What the exercise asks
Find the string "usize" in the records. Copy each line that has it.

Input data
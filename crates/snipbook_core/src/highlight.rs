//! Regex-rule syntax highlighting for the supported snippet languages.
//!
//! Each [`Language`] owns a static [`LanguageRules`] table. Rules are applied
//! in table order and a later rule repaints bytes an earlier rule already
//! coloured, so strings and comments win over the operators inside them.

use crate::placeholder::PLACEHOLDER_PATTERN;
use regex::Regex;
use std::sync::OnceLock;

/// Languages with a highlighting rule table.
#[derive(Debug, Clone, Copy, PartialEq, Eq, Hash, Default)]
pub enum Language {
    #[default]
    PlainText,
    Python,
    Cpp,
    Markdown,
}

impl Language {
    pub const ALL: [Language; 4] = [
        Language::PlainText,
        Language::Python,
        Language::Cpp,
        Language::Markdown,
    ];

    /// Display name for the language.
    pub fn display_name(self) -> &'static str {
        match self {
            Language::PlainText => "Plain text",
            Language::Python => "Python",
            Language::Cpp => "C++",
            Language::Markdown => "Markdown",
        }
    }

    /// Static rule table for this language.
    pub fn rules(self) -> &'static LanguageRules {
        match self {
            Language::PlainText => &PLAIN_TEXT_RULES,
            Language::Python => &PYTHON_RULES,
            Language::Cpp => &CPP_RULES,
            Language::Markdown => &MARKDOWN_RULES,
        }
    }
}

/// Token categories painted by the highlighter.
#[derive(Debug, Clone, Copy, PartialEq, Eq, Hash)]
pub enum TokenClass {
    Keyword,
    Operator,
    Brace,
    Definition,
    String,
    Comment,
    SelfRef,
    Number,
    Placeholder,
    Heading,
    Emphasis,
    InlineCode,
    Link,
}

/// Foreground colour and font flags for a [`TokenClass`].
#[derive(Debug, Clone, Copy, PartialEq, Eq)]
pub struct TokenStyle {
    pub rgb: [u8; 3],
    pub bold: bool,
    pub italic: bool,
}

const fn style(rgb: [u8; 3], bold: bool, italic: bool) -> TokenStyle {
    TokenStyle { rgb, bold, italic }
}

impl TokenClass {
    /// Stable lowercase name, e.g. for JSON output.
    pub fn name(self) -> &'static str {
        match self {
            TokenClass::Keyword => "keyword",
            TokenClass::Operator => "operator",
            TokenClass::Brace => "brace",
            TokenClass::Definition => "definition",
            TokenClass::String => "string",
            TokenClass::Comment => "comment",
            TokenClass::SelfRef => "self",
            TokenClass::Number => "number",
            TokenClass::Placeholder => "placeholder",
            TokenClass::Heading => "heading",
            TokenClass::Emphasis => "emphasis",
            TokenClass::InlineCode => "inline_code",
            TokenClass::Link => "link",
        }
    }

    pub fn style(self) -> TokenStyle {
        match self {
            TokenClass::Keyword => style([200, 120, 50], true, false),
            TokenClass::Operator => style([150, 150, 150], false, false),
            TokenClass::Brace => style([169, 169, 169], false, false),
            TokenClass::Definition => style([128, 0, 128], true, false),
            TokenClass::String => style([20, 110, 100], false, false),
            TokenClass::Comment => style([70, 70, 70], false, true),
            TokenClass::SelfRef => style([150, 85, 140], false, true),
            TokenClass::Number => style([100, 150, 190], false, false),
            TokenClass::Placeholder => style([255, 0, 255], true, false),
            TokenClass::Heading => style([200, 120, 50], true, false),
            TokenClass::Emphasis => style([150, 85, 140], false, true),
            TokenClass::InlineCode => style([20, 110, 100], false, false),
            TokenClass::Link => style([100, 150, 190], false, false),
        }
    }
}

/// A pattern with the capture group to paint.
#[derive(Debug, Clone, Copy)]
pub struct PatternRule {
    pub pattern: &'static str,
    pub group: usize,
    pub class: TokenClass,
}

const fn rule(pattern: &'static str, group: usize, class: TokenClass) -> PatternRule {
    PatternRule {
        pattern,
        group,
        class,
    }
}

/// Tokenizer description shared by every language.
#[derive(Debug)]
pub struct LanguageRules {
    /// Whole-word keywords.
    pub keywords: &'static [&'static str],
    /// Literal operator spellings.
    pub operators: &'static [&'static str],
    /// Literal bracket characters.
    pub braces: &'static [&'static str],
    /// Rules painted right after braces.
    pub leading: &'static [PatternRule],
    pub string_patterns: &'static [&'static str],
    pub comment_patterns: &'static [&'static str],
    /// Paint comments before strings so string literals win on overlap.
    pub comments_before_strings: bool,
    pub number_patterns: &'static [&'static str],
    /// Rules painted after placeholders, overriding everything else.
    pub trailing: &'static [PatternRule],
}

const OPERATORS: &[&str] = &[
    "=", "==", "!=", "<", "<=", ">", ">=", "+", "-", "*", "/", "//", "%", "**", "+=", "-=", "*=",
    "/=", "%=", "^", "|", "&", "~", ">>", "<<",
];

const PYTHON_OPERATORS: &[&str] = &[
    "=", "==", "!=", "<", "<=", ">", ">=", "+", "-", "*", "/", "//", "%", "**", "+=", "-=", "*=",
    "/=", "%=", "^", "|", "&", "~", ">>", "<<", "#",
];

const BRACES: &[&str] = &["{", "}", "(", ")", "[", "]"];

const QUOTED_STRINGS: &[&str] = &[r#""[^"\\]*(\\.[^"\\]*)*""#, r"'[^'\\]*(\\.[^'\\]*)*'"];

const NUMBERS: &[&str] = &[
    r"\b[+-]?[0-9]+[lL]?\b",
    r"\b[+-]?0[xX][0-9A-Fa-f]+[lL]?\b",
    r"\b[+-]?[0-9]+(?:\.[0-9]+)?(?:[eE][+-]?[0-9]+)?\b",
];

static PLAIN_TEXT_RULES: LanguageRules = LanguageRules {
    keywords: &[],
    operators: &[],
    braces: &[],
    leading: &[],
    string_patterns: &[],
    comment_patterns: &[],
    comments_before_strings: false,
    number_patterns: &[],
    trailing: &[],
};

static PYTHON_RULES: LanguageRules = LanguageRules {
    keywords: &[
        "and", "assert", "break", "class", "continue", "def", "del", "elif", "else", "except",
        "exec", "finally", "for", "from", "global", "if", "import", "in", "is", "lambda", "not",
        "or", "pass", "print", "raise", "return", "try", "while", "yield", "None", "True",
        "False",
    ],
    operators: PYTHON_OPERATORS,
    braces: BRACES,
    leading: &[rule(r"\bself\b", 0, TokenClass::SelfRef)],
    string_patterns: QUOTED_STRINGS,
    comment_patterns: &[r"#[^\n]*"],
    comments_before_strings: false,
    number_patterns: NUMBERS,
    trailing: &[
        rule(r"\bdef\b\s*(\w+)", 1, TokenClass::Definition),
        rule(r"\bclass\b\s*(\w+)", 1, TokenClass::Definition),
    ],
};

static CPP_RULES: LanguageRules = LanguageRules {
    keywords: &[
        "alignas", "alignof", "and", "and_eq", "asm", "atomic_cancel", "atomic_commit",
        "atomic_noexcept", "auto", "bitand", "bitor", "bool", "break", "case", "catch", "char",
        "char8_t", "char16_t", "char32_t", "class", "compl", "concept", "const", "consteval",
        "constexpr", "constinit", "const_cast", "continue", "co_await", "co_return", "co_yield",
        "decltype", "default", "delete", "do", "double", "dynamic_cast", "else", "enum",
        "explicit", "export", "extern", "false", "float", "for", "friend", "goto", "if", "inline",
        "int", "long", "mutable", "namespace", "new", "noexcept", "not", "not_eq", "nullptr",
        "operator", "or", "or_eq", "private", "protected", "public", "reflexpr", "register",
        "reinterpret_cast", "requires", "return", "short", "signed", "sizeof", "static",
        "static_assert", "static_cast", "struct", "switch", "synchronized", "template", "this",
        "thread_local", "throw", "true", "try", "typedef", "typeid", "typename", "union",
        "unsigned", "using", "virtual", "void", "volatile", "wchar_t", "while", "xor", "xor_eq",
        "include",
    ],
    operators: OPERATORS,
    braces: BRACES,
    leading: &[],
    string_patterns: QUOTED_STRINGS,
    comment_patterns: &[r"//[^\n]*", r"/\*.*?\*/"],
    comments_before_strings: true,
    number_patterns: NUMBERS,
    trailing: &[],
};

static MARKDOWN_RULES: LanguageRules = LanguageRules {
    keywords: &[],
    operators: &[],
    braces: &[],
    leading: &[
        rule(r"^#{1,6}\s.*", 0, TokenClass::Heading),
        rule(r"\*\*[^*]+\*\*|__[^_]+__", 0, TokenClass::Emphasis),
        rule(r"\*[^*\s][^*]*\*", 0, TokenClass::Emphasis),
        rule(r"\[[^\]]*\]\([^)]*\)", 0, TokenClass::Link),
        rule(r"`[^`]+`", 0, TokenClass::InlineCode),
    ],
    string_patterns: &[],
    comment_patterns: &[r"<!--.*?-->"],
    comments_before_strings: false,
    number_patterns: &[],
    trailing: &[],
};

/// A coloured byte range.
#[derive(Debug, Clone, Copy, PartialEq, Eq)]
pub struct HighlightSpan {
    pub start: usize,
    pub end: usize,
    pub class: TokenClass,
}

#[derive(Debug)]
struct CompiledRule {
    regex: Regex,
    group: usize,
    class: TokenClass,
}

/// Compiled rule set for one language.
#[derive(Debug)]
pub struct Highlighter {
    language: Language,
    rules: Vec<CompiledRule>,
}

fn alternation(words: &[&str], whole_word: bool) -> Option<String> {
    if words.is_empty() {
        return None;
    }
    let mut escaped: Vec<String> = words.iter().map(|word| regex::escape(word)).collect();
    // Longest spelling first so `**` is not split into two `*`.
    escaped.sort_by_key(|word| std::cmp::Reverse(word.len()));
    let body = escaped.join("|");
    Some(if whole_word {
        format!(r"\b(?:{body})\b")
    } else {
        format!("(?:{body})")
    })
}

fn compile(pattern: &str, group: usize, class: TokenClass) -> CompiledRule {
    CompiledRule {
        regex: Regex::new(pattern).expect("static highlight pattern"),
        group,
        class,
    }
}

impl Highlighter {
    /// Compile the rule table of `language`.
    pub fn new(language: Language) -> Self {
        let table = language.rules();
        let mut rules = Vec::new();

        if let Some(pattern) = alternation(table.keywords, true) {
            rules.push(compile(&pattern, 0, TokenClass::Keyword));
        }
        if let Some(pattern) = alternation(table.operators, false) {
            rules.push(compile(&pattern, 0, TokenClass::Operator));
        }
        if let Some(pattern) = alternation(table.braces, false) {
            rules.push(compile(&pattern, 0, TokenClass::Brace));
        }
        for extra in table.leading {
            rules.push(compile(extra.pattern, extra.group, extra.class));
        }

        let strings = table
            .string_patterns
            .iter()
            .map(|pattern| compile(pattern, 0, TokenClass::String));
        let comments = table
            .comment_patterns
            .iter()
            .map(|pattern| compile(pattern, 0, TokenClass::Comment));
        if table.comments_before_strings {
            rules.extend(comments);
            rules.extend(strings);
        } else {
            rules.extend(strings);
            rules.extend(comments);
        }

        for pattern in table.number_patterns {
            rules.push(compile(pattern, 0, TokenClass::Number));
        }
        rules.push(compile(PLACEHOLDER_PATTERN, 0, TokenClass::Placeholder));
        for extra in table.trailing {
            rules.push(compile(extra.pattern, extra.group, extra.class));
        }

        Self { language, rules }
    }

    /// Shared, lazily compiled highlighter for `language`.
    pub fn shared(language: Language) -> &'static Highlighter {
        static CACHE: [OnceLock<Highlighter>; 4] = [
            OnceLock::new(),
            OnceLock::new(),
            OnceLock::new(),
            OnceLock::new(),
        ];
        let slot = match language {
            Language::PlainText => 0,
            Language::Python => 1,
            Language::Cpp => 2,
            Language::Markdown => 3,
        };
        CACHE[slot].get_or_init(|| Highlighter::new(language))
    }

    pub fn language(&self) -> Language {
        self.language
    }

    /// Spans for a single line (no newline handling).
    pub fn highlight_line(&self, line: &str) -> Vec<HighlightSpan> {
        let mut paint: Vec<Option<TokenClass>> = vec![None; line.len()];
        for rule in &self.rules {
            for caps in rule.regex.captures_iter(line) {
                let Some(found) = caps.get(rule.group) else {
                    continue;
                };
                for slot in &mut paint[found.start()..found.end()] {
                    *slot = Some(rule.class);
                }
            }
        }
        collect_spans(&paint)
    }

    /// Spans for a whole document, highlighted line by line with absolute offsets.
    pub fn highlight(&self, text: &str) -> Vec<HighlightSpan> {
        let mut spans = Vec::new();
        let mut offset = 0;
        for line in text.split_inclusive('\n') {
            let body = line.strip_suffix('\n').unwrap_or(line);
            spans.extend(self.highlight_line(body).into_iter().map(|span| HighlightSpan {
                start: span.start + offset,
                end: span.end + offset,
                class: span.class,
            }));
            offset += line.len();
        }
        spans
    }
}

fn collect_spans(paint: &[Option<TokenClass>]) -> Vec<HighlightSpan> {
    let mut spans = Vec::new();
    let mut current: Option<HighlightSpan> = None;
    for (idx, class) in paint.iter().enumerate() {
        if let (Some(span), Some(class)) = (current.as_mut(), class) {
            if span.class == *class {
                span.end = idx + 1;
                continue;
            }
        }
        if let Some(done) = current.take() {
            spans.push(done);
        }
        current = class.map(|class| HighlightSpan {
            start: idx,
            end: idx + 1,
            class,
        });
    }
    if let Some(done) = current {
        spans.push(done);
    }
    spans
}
...
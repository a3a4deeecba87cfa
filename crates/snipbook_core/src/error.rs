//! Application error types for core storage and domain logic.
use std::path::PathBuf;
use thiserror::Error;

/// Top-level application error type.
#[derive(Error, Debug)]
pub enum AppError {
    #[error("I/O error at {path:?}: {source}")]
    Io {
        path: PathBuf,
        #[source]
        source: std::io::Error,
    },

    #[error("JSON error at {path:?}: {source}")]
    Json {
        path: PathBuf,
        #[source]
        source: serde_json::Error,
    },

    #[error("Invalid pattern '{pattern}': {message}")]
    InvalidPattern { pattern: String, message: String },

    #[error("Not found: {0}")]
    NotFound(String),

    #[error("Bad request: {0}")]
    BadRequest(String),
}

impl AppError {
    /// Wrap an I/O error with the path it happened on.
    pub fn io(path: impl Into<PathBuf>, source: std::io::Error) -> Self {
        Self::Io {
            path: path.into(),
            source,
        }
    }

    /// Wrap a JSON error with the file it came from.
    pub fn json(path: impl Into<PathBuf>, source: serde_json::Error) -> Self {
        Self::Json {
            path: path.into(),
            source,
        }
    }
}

Answer to this task
    pub group: usize,
const fn rule(pattern: &'static str, group: usize, class: TokenClass) -> PatternRule {
    pub start: usize,
    pub end: usize,
    group: usize,
fn compile(pattern: &str, group: usize, class: TokenClass) -> CompiledRule {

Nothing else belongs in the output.